免疫球蛋白 G(IgG)的铰链区参与 C1q 和表达 FcγRIIIA 的自然杀伤(NK)细胞的募集。铰链区的两条重链(HCs)都可以被肿瘤/炎症/感染微环境中的几种蛋白酶(包括基质金属蛋白酶 12(MMP12)或源自金黄色葡萄球菌的免疫球蛋白降解酶(IdeS))依次切割,从而损害 Fc 介导的功能。尽管可能代表对这些治疗的逃避机制,但基于人 IgG1、IgG2 或 IgG4 结构的治疗性单克隆抗体(TmAb)的切割尚未得到充分研究。因此,我们使用非还原 SDS-PAGE 比较了五种 IgG1 TmAb(曲妥珠单抗、利妥昔单抗、西妥昔单抗、英夫利昔单抗、伊匹单抗)、一种 IgG2 TmAb(帕尼单抗)和两种 IgG4 TmAb(纳武单抗和派姆单抗)由 MMP12 和 IdeS 切割,发现它们以不同的动力学切割第一和第二 HCs。帕尼单抗比 IgG1 和 IgG4 TmAb 更具蛋白酶抗性。后者通常更易被蛋白酶切割,而 IgG1 TmAb 通常以中等动力学被切割。然而,我们观察到 IgG4 和 IgG1 TmAb 之间存在亚类内变异性。纳武单抗和派姆单抗被 MMP12 切割相似,而派姆单抗对 IdeS 的抗性更强。伊匹单抗对 IdeS 的敏感性和 MMP12 的抗性均高于其他 IgG1 TmAb,与 G1m 同种型无关。
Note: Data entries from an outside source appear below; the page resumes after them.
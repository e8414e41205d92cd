use axum::Json;
use serde_json::{json, Value};

/// GET /health
/// Returns a simple status object with service version.
pub async fn health_handler() -> Json<Value> {
    Json(json!({
        "status": "ok",
        "version": env!("CARGO_PKG_VERSION"),
        "service": "folio"
    }))
}
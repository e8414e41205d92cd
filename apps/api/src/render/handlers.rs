//! Axum route handlers for the Render API.
//!
//! The raw request body is the resume JSON; the response body is the finalized artifact.

use axum::{
    body::Body,
    extract::{Path, State},
    http::{header, HeaderValue},
    response::Response,
};
use bytes::Bytes;
use tracing::warn;

use crate::errors::AppError;
use crate::models::request::{GenerationRequest, OutputKind};
use crate::render::error::PipelineError;
use crate::state::AppState;

/// POST /api/v1/resumes/:theme/html
pub async fn handle_render_html(
    State(state): State<AppState>,
    Path(theme): Path<String>,
    body: Bytes,
) -> Result<Response, AppError> {
    render_and_deliver(state, theme, body, OutputKind::Html).await
}

/// POST /api/v1/resumes/:theme/pdf
pub async fn handle_render_pdf(
    State(state): State<AppState>,
    Path(theme): Path<String>,
    body: Bytes,
) -> Result<Response, AppError> {
    render_and_deliver(state, theme, body, OutputKind::Pdf).await
}

/// POST /api/v1/resumes/:theme/preview
pub async fn handle_render_preview(
    State(state): State<AppState>,
    Path(theme): Path<String>,
    body: Bytes,
) -> Result<Response, AppError> {
    render_and_deliver(state, theme, body, OutputKind::Preview).await
}

async fn render_and_deliver(
    state: AppState,
    theme: String,
    body: Bytes,
    output_kind: OutputKind,
) -> Result<Response, AppError> {
    let json = String::from_utf8(body.to_vec())
        .map_err(|_| PipelineError::InvalidInput("request body must be UTF-8 JSON".to_string()))?;
    if json.trim().is_empty() {
        return Err(PipelineError::InvalidInput("request body is empty".to_string()).into());
    }

    let generation = state
        .generator
        .generate(GenerationRequest {
            raw_json: Some(json),
            theme,
            output_kind,
        })
        .await?;

    let artifact = &generation.artifact;
    let read = tokio::fs::read(&artifact.path)
        .await
        .map_err(|e| PipelineError::io_at("read artifact", &artifact.path, e));

    // The workspace goes whether or not delivery worked.
    if !state.config.keep_workspaces {
        let workspace = generation.workspace.clone();
        tokio::task::spawn_blocking(move || {
            if let Err(e) = workspace.remove() {
                warn!(request_id = workspace.request_id, error = %e, "Failed to remove workspace");
            }
        });
    }

    let bytes = read?;
    let mut response = Response::new(Body::from(bytes));
    response.headers_mut().insert(
        header::CONTENT_TYPE,
        HeaderValue::from_static(artifact.mime_type),
    );
    Ok(response)
}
此外,IgG1 TmAb 的 Fc 片段对 MMP12 的切割具有高度抗性,而其 IdeS 切割动力学与完整形式非常相似(不包括伊匹单抗)。重要的是,伊匹单抗 Fc 片段被 IdeS 切割的动力学与曲妥珠单抗、西妥昔单抗和英夫利昔单抗 Fc 片段的动力学可叠加,表明对完整伊匹单抗的变异性与其 Fc 部分无关。我们提出,IgG1 和 IgG4 亚类的 TmAb 之间的切割敏感性/抗性平衡的变异性部分源于与 Fab 区域相关和/或位于 Fab 区域的 TmAb 特征。最后,通过 ELISA 和流式细胞术,我们观察到 IgG1 TmAb 的单次切割大大降低了它们与 FcγRIIIA 和 C1q 的亲和力以及诱导 NK 细胞 FcγRIIIA 依赖性功能反应的能力。总体而言,我们的结果表明,应考虑在 TmAb 治疗和新型分子的开发中考虑铰链区的切割。